> What the task requires
What do the lines from the top of the data through the line with "-> Result<u16, UpdateError>" say? Quote them exactly and include both ends.

Records contained in a dataset

--- --- ---

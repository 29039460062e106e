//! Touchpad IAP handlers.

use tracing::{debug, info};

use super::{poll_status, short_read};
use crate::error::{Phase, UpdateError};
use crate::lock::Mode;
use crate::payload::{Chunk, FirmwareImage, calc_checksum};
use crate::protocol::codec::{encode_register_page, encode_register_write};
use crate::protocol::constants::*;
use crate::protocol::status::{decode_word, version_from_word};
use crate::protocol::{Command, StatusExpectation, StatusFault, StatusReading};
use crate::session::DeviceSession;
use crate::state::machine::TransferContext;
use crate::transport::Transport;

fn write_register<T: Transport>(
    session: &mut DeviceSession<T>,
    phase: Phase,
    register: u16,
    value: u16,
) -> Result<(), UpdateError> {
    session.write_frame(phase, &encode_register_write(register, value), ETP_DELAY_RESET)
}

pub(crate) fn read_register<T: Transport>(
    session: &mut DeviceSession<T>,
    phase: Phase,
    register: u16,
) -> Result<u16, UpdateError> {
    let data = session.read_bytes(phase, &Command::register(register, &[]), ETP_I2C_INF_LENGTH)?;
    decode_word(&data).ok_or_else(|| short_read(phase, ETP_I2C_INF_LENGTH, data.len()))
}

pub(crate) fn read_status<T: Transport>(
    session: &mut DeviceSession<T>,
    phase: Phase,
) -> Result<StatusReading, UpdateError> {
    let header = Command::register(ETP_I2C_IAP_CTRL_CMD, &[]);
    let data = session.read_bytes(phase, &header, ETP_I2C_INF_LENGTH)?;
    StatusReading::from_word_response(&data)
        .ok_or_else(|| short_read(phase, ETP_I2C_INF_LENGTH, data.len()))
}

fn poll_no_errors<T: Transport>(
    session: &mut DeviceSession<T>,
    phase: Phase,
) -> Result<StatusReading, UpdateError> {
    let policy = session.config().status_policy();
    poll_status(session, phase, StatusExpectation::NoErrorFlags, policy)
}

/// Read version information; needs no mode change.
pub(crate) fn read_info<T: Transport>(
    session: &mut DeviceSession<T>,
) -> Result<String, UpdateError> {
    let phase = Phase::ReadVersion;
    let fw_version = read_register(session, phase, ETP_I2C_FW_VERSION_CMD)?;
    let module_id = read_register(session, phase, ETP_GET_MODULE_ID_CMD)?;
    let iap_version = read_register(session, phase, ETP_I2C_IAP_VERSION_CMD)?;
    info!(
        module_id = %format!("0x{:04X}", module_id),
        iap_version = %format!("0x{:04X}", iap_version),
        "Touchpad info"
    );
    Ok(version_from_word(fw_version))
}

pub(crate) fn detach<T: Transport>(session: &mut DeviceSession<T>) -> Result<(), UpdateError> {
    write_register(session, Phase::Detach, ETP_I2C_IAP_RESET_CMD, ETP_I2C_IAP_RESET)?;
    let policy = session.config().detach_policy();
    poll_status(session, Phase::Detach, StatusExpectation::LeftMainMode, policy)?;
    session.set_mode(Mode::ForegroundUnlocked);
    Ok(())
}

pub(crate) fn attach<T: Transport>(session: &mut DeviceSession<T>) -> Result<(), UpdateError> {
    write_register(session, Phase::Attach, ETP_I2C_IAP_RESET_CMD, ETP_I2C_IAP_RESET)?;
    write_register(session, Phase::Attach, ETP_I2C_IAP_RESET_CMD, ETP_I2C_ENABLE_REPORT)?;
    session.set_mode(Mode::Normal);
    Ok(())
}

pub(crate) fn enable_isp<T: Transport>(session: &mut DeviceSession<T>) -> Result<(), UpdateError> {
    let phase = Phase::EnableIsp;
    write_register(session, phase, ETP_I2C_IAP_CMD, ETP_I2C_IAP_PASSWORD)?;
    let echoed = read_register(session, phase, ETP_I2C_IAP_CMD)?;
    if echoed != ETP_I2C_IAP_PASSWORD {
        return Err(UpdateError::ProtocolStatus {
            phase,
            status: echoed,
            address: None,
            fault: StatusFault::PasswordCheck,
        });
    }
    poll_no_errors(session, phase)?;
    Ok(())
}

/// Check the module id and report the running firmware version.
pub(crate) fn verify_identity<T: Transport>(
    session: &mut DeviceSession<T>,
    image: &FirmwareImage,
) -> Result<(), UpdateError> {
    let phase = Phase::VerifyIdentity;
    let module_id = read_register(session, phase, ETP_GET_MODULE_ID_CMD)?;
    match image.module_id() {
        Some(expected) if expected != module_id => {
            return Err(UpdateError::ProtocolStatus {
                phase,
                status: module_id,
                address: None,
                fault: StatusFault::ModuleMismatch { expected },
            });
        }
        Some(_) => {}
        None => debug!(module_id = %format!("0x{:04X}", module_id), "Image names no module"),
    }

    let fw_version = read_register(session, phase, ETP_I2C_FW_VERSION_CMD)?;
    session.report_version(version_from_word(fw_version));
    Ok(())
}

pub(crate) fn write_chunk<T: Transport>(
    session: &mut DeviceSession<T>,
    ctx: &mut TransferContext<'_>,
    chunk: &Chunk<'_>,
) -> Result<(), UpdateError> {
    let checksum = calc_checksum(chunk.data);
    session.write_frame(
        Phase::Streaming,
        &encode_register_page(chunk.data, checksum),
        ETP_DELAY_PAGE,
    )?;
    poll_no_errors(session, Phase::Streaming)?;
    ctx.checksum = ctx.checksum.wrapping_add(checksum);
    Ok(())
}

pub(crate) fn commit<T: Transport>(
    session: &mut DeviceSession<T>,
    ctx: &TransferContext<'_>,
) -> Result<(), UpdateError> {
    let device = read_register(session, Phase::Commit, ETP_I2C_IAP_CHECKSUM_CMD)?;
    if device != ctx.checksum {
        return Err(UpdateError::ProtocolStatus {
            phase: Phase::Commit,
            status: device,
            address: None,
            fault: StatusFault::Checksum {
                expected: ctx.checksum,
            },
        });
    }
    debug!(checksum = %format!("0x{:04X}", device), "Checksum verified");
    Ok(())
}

--- --- ---

> Exercise solution
repository 29039460062e106e
//! Touchpad IAP handlers.

use tracing::{debug, info};

use super::{poll_status, short_read};
use crate::error::{Phase, UpdateError};
use crate::lock::Mode;
use crate::payload::{Chunk, FirmwareImage, calc_checksum};
use crate::protocol::codec::{encode_register_page, encode_register_write};
use crate::protocol::constants::*;
use crate::protocol::status::{decode_word, version_from_word};
use crate::protocol::{Command, StatusExpectation, StatusFault, StatusReading};
use crate::session::DeviceSession;
use crate::state::machine::TransferContext;
use crate::transport::Transport;

fn write_register<T: Transport>(
    session: &mut DeviceSession<T>,
    phase: Phase,
    register: u16,
    value: u16,
) -> Result<(), UpdateError> {
    session.write_frame(phase, &encode_register_write(register, value), ETP_DELAY_RESET)
}

pub(crate) fn read_register<T: Transport>(
    session: &mut DeviceSession<T>,
    phase: Phase,
    register: u16,
) -> Result<u16, UpdateError> {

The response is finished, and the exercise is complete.